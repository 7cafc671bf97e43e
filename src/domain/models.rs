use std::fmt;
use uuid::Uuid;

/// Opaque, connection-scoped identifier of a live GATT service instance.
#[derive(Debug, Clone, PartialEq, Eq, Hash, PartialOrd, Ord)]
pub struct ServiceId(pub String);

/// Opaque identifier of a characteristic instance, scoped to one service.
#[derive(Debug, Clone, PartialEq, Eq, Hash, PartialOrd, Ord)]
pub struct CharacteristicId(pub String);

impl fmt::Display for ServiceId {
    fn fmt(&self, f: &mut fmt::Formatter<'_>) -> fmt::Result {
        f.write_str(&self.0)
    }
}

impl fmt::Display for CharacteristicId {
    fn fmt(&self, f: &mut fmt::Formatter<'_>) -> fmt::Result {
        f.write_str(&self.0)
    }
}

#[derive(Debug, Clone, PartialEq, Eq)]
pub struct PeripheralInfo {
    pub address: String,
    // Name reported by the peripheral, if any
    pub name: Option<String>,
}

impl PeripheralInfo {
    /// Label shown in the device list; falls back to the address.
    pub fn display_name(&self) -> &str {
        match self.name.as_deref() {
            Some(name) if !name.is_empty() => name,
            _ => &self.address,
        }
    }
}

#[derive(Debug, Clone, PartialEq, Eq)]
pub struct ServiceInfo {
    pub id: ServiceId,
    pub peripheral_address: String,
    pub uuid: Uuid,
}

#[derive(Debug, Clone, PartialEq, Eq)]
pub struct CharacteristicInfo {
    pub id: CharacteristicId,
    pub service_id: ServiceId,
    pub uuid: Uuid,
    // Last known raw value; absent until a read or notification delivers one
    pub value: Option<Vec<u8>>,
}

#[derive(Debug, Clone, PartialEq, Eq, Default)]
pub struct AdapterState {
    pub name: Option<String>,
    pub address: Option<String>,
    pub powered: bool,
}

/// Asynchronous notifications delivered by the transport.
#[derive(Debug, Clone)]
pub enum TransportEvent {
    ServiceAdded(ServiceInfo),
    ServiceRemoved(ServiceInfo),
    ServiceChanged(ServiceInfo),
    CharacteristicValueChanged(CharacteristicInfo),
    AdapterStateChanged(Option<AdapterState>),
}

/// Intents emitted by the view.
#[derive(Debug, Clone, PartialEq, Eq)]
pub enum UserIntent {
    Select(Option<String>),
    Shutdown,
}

# # # # # # #

TASK GOAL –
Show all lines in the preceding material that have "AdapterState" in them.

REPLY TO THE TASK –
pub struct AdapterState {
    AdapterStateChanged(Option<AdapterState>),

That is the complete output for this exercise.